Los cuatro acusados de introducir 400 kilos de cocaína desde Colombia para su distribución en la Costa del Sol fueron detenidos este jueves en la propia sala de vistas y enviados a prisión provisional hasta que se dicte sentencia. El tribunal acordó el ingreso en la cárcel al apreciar riesgo de fuga, en contra del criterio de las defensas, que habían solicitado su absolución y rechazado la petición de la Fiscalía.
Los procesados, conocidos por los alias Kaliman, Hermano, Conde y Mayor, permanecían en libertad bajo medidas de control desde hacía varios meses. No anticipaban que, al quedar el juicio visto para sentencia, el presidente del tribunal ordenaría su detención inmediata en la sala. Casi una veintena de agentes acudieron para esposarlos y asegurar los arrestos, un despliegue por el que el juez David Cubero pidió disculpas a los letrados, alegando razones de seguridad.
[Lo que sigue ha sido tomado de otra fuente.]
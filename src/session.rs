//! Per-connection SMTP state and its transition function

use std::mem;

use crate::command::{Command, ParseError};
use crate::reply::Reply;

/// What the server offers to every session it runs.
#[derive(Debug, Clone)]
pub struct Capabilities {
    pub domain: String,
    pub max_size: usize,
    /// A TLS context is loaded and STARTTLS can be served.
    pub tls_available: bool,
}

#[derive(Debug, Clone, Copy, Default, PartialEq, Eq)]
pub enum Phase {
    #[default]
    Command,
    Data,
}

/// A finished message ready for the store.
#[derive(Debug, Clone, PartialEq, Eq)]
pub struct Envelope {
    pub sender: String,
    pub recipients: Vec<String>,
    /// Message bytes exactly as received, dot-unstuffed, CRLF line endings.
    pub body: Vec<u8>,
}

/// Work the connection must do after writing the reply, if any.
#[derive(Debug, Clone, PartialEq, Eq)]
pub enum Effect {
    None,
    /// Store the message and answer with 250 or 451.
    Deliver(Envelope),
    /// Run the TLS handshake on the current socket.
    StartTls,
    Close,
}

#[derive(Debug, Clone, PartialEq, Eq)]
pub struct Transition {
    pub reply: Option<Reply>,
    pub effect: Effect,
}

impl Transition {
    fn reply(reply: Reply) -> Self {
        Self {
            reply: Some(reply),
            effect: Effect::None,
        }
    }

    fn silent() -> Self {
        Self {
            reply: None,
            effect: Effect::None,
        }
    }
}

#[derive(Debug, Default)]
pub struct SmtpSession {
    sender: Option<String>,
    recipients: Vec<String>,
    body: Vec<u8>,
    phase: Phase,
    client: Option<String>,
    tls_active: bool,
    oversized: bool,
}

impl SmtpSession {
    pub fn new() -> Self {
        Self::default()
    }

    /// The sender of the open transaction, empty until `MAIL FROM`.
    pub fn sender(&self) -> &str {
        self.sender.as_deref().unwrap_or_default()
    }

    pub fn recipients(&self) -> &[String] {
        &self.recipients
    }

    pub fn body(&self) -> &[u8] {
        &self.body
    }

    pub fn phase(&self) -> Phase {
        self.phase
    }

    pub fn client(&self) -> Option<&str> {
        self.client.as_deref()
    }

    pub fn tls_active(&self) -> bool {
        self.tls_active
    }

    /// Clears the mail transaction.
    pub fn reset(&mut self) {
        self.sender = None;
        self.recipients.clear();
        self.body.clear();
        self.oversized = false;
        self.phase = Phase::Command;
    }

    /// Called once the channel is encrypted. Nothing said in plaintext
    /// survives the upgrade, the client has to greet again.
    pub fn tls_established(&mut self) {
        self.reset();
        self.client = None;
        self.tls_active = true;
    }

    /// Feeds one received line (terminator removed) through the state machine.
    ///
    /// Command lines are read as text. DATA lines are kept byte for byte, so
    /// 8-bit bodies reach the store unchanged.
    pub fn handle(&mut self, line: &[u8], caps: &Capabilities) -> Transition {
        match self.phase() {
            Phase::Data => self.handle_data_line(line, caps),
            Phase::Command => match Command::parse(&String::from_utf8_lossy(line)) {
                Ok(command) => self.handle_command(command, caps),
                Err(ParseError::Unknown) => Transition::reply(Reply::unknown_command()),
                Err(ParseError::Syntax) => Transition::reply(Reply::syntax_error()),
            },
        }
    }

    fn handle_command(&mut self, command: Command, caps: &Capabilities) -> Transition {
        match command {
            Command::Ehlo(client) => {
                let mut lines = vec![
                    format!("{} Hello {}", caps.domain, client),
                    format!("SIZE {}", caps.max_size),
                    "8BITMIME".to_string(),
                    "SMTPUTF8".to_string(),
                ];
                if caps.tls_available && !self.tls_active {
                    lines.push("STARTTLS".to_string());
                }
                lines.push("OK".to_string());
                self.reset();
                self.client = Some(client);
                Transition::reply(Reply::multiline(250, lines))
            }
            Command::Helo(client) => {
                let reply = Reply::new(250, format!("{} Hello {}", caps.domain, client));
                self.reset();
                self.client = Some(client);
                Transition::reply(reply)
            }
            Command::Mail { from, size } => {
                if size.is_some_and(|size| size > caps.max_size) {
                    return Transition::reply(Reply::message_too_big());
                }
                // A new MAIL starts a new transaction.
                self.reset();
                self.sender = Some(from);
                Transition::reply(Reply::ok())
            }
            Command::Rcpt(to) => {
                if self.sender.is_none() {
                    return Transition::reply(Reply::bad_sequence());
                }
                self.recipients.push(to);
                Transition::reply(Reply::ok())
            }
            Command::Data => {
                if self.sender.is_none() || self.recipients.is_empty() {
                    return Transition::reply(Reply::bad_sequence());
                }
                self.body.clear();
                self.oversized = false;
                self.phase = Phase::Data;
                Transition::reply(Reply::start_data())
            }
            Command::StartTls => {
                if !caps.tls_available {
                    Transition::reply(Reply::tls_not_available())
                } else if self.tls_active {
                    Transition::reply(Reply::tls_already_active())
                } else {
                    Transition {
                        reply: Some(Reply::ready_for_tls()),
                        effect: Effect::StartTls,
                    }
                }
            }
            Command::Rset => {
                self.reset();
                Transition::reply(Reply::ok())
            }
            Command::Noop => Transition::reply(Reply::ok()),
            Command::Vrfy => Transition::reply(Reply::cannot_verify()),
            Command::Quit => Transition {
                reply: Some(Reply::bye()),
                effect: Effect::Close,
            },
        }
    }

    fn handle_data_line(&mut self, line: &[u8], caps: &Capabilities) -> Transition {
        if line == b"." {
            let oversized = self.oversized;
            let envelope = Envelope {
                sender: self.sender.take().unwrap_or_default(),
                recipients: mem::take(&mut self.recipients),
                body: mem::take(&mut self.body),
            };
            self.reset();
            if oversized {
                return Transition::reply(Reply::message_too_big());
            }
            return Transition {
                reply: None,
                effect: Effect::Deliver(envelope),
            };
        }

        let line = line.strip_prefix(b".").unwrap_or(line);
        if self.oversized || self.body.len() + line.len() + 2 > caps.max_size {
            // Keep reading up to the terminator but stop buffering.
            self.oversized = true;
            self.body.clear();
        } else {
            self.body.extend_from_slice(line);
            self.body.extend_from_slice(b"\r\n");
        }
        Transition::silent()
    }
}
La decisión judicial se fundamenta en las penas solicitadas por la Fiscalía —once años de prisión y una multa de 40 millones de euros para cada uno—, en las pruebas practicadas durante la vista oral y en dos fugas previas registradas en la causa. Una de ellas ocurrió hace apenas unas semanas en la propia Audiencia Provincial de Madrid, cuando un investigado aprovechó una comparecencia para decidir un eventual reingreso en prisión y escapó tras entregar su DNI a los funcionarios. El documento sigue en la Sección 16 de la audiencia madrileña.
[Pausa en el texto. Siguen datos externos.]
use std::fs::OpenOptions;
use std::path::PathBuf;
use std::sync::{Arc, Mutex};
use std::time::Duration;

use anyhow::{Context, Result};
use structopt::StructOpt;
use tokio_util::sync::CancellationToken;
use tracing_subscriber::EnvFilter;

use smtp_inbox::{FileStore, MailStore, ServerHandle, SmtpConfig, SmtpServer};

#[derive(Debug, StructOpt, Clone)]
#[structopt(
    name = "smtp-inbox",
    about = "An SMTP submission server storing received mail on disk"
)]
pub struct Opt {
    /// Listening address
    #[structopt(short = "a", long = "address", default_value = "0.0.0.0")]
    pub address: String,

    /// Listening ports (repeatable; default 25, or 465 with --implicit-tls)
    #[structopt(short = "p", long = "port", number_of_values = 1)]
    pub ports: Vec<u16>,

    /// Run the TLS handshake before the banner instead of offering STARTTLS
    #[structopt(long = "implicit-tls")]
    pub implicit_tls: bool,

    /// Domain announced in the banner and EHLO reply
    #[structopt(long = "domain", default_value = "localhost")]
    pub domain: String,

    /// Maximum message size in bytes
    #[structopt(long = "max-size", default_value = "10485760")]
    pub max_size: usize,

    /// TLS certificate file (PEM); enables TLS together with --tls-key
    #[structopt(long = "tls-cert", parse(from_os_str))]
    pub tls_cert: Option<PathBuf>,

    /// TLS private key file (PEM)
    #[structopt(long = "tls-key", parse(from_os_str))]
    pub tls_key: Option<PathBuf>,

    /// Directory to store received messages
    #[structopt(long = "data", parse(from_os_str), default_value = "data/emails")]
    pub data_dir: PathBuf,

    /// Log file path (logs go to stdout otherwise)
    #[structopt(long = "logs", parse(from_os_str))]
    pub log_file: Option<PathBuf>,

    /// Log the SMTP dialogue
    #[structopt(short = "v", long = "verbose")]
    pub verbose: bool,

    /// Seconds a client may stay silent before it is disconnected
    #[structopt(long = "idle-timeout", default_value = "300")]
    pub idle_timeout: u64,

    /// Seconds allowed for a TLS handshake
    #[structopt(long = "handshake-timeout", default_value = "5")]
    pub handshake_timeout: u64,
}

impl Opt {
    fn config_for(&self, port: Option<u16>) -> SmtpConfig {
        SmtpConfig {
            host: self.address.clone(),
            port,
            domain: self.domain.clone(),
            max_size: self.max_size,
            tls_enable: self.tls_cert.is_some() || self.tls_key.is_some(),
            implicit_tls: self.implicit_tls,
            cert_file: self.tls_cert.clone(),
            key_file: self.tls_key.clone(),
            command_timeout: Duration::from_secs(self.idle_timeout),
            handshake_timeout: Duration::from_secs(self.handshake_timeout),
        }
    }
}

fn init_logging(opt: &Opt) -> Result<()> {
    let default_level = if opt.verbose { "debug" } else { "info" };
    let filter = EnvFilter::try_from_default_env().unwrap_or_else(|_| EnvFilter::new(default_level));

    match &opt.log_file {
        Some(path) => {
            if let Some(parent) = path.parent() {
                if !parent.as_os_str().is_empty() {
                    std::fs::create_dir_all(parent)
                        .with_context(|| format!("Failed to create log directory: {:?}", parent))?;
                }
            }
            let file = OpenOptions::new()
                .create(true)
                .append(true)
                .open(path)
                .with_context(|| format!("Failed to open log file: {:?}", path))?;
            tracing_subscriber::fmt()
                .with_env_filter(filter)
                .with_ansi(false)
                .with_writer(Mutex::new(file))
                .init();
        }
        None => tracing_subscriber::fmt().with_env_filter(filter).init(),
    }
    Ok(())
}

#[tokio::main]
async fn main() -> Result<()> {
    let opt = Opt::from_args();
    init_logging(&opt)?;

    tracing::info!(version = env!("CARGO_PKG_VERSION"), pid = std::process::id(), "starting smtp-inbox");

    let store: Arc<dyn MailStore> = Arc::new(
        FileStore::new(&opt.data_dir)
            .with_context(|| format!("Failed to open data directory: {:?}", opt.data_dir))?,
    );

    let ports: Vec<Option<u16>> = if opt.ports.is_empty() {
        vec![None]
    } else {
        opt.ports.iter().copied().map(Some).collect()
    };

    let mut handles: Vec<ServerHandle> = Vec::new();
    for port in ports {
        let config = opt.config_for(port);
        let addr = config.listen_addr();
        let server = SmtpServer::bind(config, Arc::clone(&store))
            .await
            .with_context(|| format!("Failed to start SMTP server on {}", addr))?;
        handles.push(server.spawn());
    }

    tracing::info!(
        addrs = ?handles.iter().map(ServerHandle::local_addr).collect::<Vec<_>>(),
        domain = %opt.domain,
        data = %opt.data_dir.display(),
        "waiting for connections, press Ctrl+C to stop"
    );

    // Any listener ending on its own takes the whole process down.
    let listener_down = CancellationToken::new();
    for handle in &handles {
        let stopped = handle.stopped();
        let listener_down = listener_down.clone();
        tokio::spawn(async move {
            stopped.cancelled().await;
            listener_down.cancel();
        });
    }

    tokio::select! {
        signal = tokio::signal::ctrl_c() => {
            signal.context("Failed to listen for Ctrl+C")?;
            tracing::info!("shutting down");
        }
        _ = listener_down.cancelled() => {
            tracing::error!("a listener stopped unexpectedly, shutting down");
        }
    }

    let mut failed = false;
    for handle in handles {
        let addr = handle.local_addr();
        if let Err(e) = handle.shutdown().await {
            tracing::error!("server on {} failed: {}", addr, e);
            failed = true;
        }
    }
    if failed {
        anyhow::bail!("one or more SMTP servers stopped with an error");
    }
    Ok(())
}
El juicio, que ha estado marcado por episodios propios de una serie, se centró en un alijo de 500 kilos de cocaína —100 de ellos fuera de esta causa— que llegó al aeropuerto de Barajas procedente de Colombia bajo la vigilancia de agentes encubiertos colombianos y españoles. Los policías españoles, con claves como Croca, Souba, Estrella, Lego o Portobello, hicieron creer a los presuntos narcos que colaborarían con ellos trasladando la droga desde Madrid a la Costa del Sol.
Tras múltiples contactos y encuentros, incluido uno para comprobar la existencia y pureza de la cocaína, los agentes consiguieron que el grupo criminal entregase 150.000 euros y acudiese a recoger 200 kilos del estupefaciente. En ese momento se practicaron las detenciones. Los cuatro procesados negaron los delitos contra la salud pública y pertenencia a grupo criminal, y afirmaron no tener relación con los 400 kilos que la Policía siguió desde Colombia hasta España en abril de 2023.
Las defensas solicitaron la absolución al considerar que el delito no está acreditado y sostienen que la causa podría ser anulada. Cuestionan el origen de la operación, la validez de las actuaciones de los agentes encubiertos y la competencia de la Audiencia madrileña frente a la Audiencia Nacional. Antes del inicio del juicio se ofreció en dos ocasiones a los acusados un acuerdo para reconocer los hechos y obtener una rebaja de la pena, propuesta que rechazaron.
El tribunal ha decretado el ingreso en prisión de todos los acusados apuntando en un escrito a la probabilidad de que la sentencia resulte condenatoria, según fuentes jurídicas. La decisión supone un giro inesperado en un procedimiento que, pese a sus tintes cinematográficos, refleja la realidad de las redes de narcotráfico que operan entre Colombia y la costa española.